I agree with the lack of storage space. I haven't done any canning lately because of nowhere to put it. Even under every bed is stuffed with cases of canned goods.

TorontoGal, not everywhere can you be digging for underground storage. For atleast 100ft underneath me is nothing but sand.


----------



## TG (Jul 28, 2014)

Yes, it's something a family should do together.. I remember we kept butter, sour cream, kolbasa, other smoked meats & fish and many other perishables, including apples, potatoes, pumpkins..etc in the cellar, it was ridiculously cold down there even in the Summer.


----------



## videodork (Dec 8, 2014)

TorontoGal said:


> Yes, it's something a family should do together.. I remember we kept butter, sour cream, kolbasa, other smoked meats & fish and many other perishables, including apples, potatoes, pumpkins..etc in the cellar, it was ridiculously cold down there even in the Summer.


TG, you and your kids are welcome to come visit us for a summer if you'll teach us how to do the stuff on your above list. Your hubs can come if he wants.


----------



## Arklatex (May 24, 2014)

There aren't enough hours in a day to focus on everything I want to learn and do. Especially when you throw in a family and a full time job.


----------



## Mish (Nov 5, 2013)

TorontoGal said:


> You can also dig a cellar either in the basement of your house or backyard, but I'm not sure if this is allowed where you live.


And we are back to money.


----------



## HuntingHawk (Dec 16, 2012)

Being retired & on a fixed income about any purchase takes planning. Slow learner, but learned over time not to wip out that credit card.


----------



## Denton (Sep 18, 2012)

Every once in a while, I sort of wish I could be like the people at work. You know, living in nice-sized houses, driving nice cars with big monthly payments. Instead, we live in what I call a starter home, and own two old vehicles and a small motorcycle. 

Fighting the new truck fever is hard. It rolls around every couple of years. I rationalize why I need a brand spanking new Ford F-250 with all the whistles and bells.
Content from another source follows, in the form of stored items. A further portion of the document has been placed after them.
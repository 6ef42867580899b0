mod commands;
mod render;

use std::path::PathBuf;

use anyhow::Result;
use clap::{Args, Parser, Subcommand};
use rust_decimal::Decimal;

#[derive(Parser)]
#[command(name = "glowbook")]
#[command(about = "Preview recurring booking series and export them to your calendar")]
struct Cli {
    #[command(subcommand)]
    command: Commands,
}

#[derive(Args)]
struct SeriesArgs {
    /// First appointment date (YYYY-MM-DD); prompted for when omitted
    #[arg(short, long)]
    start: Option<String>,

    /// weekly, biweekly or monthly [default: weekly]
    #[arg(short, long)]
    frequency: Option<String>,

    /// Number of occurrence slots (1-52); skipped slots still count
    #[arg(short, long)]
    occurrences: Option<u32>,

    /// Stop at this date instead of an occurrence count (YYYY-MM-DD)
    #[arg(long)]
    end: Option<String>,

    /// Date to exclude from the series (YYYY-MM-DD, repeatable)
    #[arg(long)]
    skip: Vec<String>,

    /// Time-of-day label carried onto each appointment (e.g. "morning")
    #[arg(long)]
    time_slot: Option<String>,

    /// Per-session price for the cost projection
    #[arg(short, long)]
    price: Option<Decimal>,
}

#[derive(Subcommand)]
enum Commands {
    /// Expand a series and print its dates with the projected cost
    Preview {
        #[command(flatten)]
        series: SeriesArgs,
    },
    /// Expand a series and write it to an .ics file
    Export {
        /// Title used for each calendar entry
        title: String,

        #[command(flatten)]
        series: SeriesArgs,

        /// Output path (defaults to the configured export directory)
        #[arg(short = 'O', long)]
        output: Option<PathBuf>,
    },
    /// Show or change the configuration
    Config {
        #[command(subcommand)]
        action: Option<ConfigAction>,
    },
}

#[derive(Subcommand)]
enum ConfigAction {
    /// Update one setting and save it
    Set {
        /// export_dir, default_occurrences or currency
        key: String,
        value: String,
    },
}

fn main() -> Result<()> {
    let cli = Cli::parse();

    match cli.command {
        Commands::Preview { series } => commands::preview::run(series),
        Commands::Export {
            title,
            series,
            output,
        } => commands::export::run(title, series, output),
        Commands::Config { action } => commands::config::run(action),
    }
}
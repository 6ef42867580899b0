//! Cost projection for recurring series.

use rust_decimal::Decimal;

use crate::recurrence::GeneratedSeries;

/// Total projected cost for a series at a per-session price.
///
/// Full precision; two-decimal currency formatting is the caller's job.
pub fn project(series: &GeneratedSeries, unit_price: Decimal) -> Decimal {
    unit_price * Decimal::from(series.len() as u64)
}

#[cfg(test)]
mod tests {
    use super::*;
    use chrono::NaiveDate;
    use rust_decimal_macros::dec;

    fn series_of(n: u32) -> GeneratedSeries {
        let start = NaiveDate::from_ymd_opt(2025, 1, 1).unwrap();
        GeneratedSeries {
            dates: (0..n)
                .map(|i| start + chrono::Duration::weeks(i as i64))
                .collect(),
        }
    }

    #[test]
    fn projects_price_times_count() {
        assert_eq!(project(&series_of(12), dec!(49.99)), dec!(599.88));
        assert_eq!(project(&series_of(3), dec!(150)), dec!(450));
    }

    #[test]
    fn zero_price_and_empty_series_are_zero() {
        assert_eq!(project(&series_of(8), dec!(0)), dec!(0));
        assert_eq!(project(&series_of(0), dec!(49.99)), dec!(0));
    }

    #[test]
    fn no_precision_loss_on_fractional_prices() {
        // 0.10 * 3 must be exactly 0.30, not a float approximation.
        assert_eq!(project(&series_of(3), dec!(0.10)), dec!(0.30));
    }
}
Then, I read the news, realize how the world is teetering on the verge of insanity unleashed, and the new truck fever breaks.


----------



## TG (Jul 28, 2014)

Denton said:


> Every once in a while, I sort of wish I could be like the people at work. You know, living in nice-sized houses, driving nice cars with big monthly payments. Instead, we live in what I call a starter home, and own two old vehicles and a small motorcycle.
> 
> Fighting the new truck fever is hard. It rolls around every couple of years. I rationalize why I need a brand spanking new Ford F-250 with all the whistles and bells.
> 
> Then, I read the news, realize how the world is teetering on the verge of insanity unleashed, and the new truck fever breaks.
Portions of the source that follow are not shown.